[Collected data entries]

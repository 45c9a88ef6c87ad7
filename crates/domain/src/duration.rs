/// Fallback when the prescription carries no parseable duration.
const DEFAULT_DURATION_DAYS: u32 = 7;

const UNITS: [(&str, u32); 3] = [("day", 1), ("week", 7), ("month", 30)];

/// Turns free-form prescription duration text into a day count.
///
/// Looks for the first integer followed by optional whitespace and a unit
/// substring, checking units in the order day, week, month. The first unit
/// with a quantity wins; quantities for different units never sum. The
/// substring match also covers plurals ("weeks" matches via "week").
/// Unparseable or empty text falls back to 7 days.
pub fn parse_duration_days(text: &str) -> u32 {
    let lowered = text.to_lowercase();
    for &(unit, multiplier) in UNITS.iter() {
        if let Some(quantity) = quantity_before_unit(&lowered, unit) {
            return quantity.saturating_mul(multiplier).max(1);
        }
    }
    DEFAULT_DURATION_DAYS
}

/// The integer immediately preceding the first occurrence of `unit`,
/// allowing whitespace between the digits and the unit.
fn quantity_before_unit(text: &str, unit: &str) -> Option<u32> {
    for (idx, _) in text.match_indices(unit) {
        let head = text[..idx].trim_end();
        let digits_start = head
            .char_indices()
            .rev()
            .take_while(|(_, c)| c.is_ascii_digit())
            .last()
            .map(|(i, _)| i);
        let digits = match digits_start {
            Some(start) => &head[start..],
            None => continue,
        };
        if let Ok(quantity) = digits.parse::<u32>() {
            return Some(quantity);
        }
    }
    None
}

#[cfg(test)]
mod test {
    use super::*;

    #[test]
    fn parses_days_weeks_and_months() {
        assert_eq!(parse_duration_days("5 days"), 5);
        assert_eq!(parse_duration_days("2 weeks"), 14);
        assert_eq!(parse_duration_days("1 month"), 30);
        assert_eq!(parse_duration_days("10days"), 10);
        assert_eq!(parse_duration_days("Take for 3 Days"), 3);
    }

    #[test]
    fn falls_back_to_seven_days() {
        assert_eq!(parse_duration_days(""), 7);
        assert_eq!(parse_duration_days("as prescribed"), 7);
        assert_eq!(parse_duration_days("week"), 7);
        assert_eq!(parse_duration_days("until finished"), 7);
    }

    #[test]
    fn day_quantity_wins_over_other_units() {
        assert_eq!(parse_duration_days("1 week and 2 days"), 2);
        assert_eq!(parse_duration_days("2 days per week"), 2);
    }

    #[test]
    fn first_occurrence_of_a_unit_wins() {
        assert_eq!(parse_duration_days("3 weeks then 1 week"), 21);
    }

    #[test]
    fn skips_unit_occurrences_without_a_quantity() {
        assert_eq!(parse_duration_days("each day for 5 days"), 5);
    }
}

* * *

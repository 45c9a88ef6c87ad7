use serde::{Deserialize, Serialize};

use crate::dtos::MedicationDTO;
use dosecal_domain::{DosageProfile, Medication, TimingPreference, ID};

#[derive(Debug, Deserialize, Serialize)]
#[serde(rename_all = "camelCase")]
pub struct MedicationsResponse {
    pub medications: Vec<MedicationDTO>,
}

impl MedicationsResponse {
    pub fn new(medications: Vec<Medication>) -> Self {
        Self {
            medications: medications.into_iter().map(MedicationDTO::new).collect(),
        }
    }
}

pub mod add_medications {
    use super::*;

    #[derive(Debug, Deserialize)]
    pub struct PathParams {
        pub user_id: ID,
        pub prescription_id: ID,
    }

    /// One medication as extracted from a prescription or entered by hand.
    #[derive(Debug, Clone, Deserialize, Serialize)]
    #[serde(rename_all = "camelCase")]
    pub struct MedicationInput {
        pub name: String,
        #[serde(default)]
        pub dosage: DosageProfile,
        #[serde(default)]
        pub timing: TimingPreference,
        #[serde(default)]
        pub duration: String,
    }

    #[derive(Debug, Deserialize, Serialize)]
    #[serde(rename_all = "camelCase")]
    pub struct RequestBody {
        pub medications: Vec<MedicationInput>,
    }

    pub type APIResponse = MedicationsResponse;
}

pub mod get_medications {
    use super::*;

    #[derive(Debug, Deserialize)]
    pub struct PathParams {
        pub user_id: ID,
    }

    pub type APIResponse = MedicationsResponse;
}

_EXERCISE PROMPT_
In the records, how many lines hold the word "const"? Answer with the number and no other words.

_WRITTEN ANSWER_
2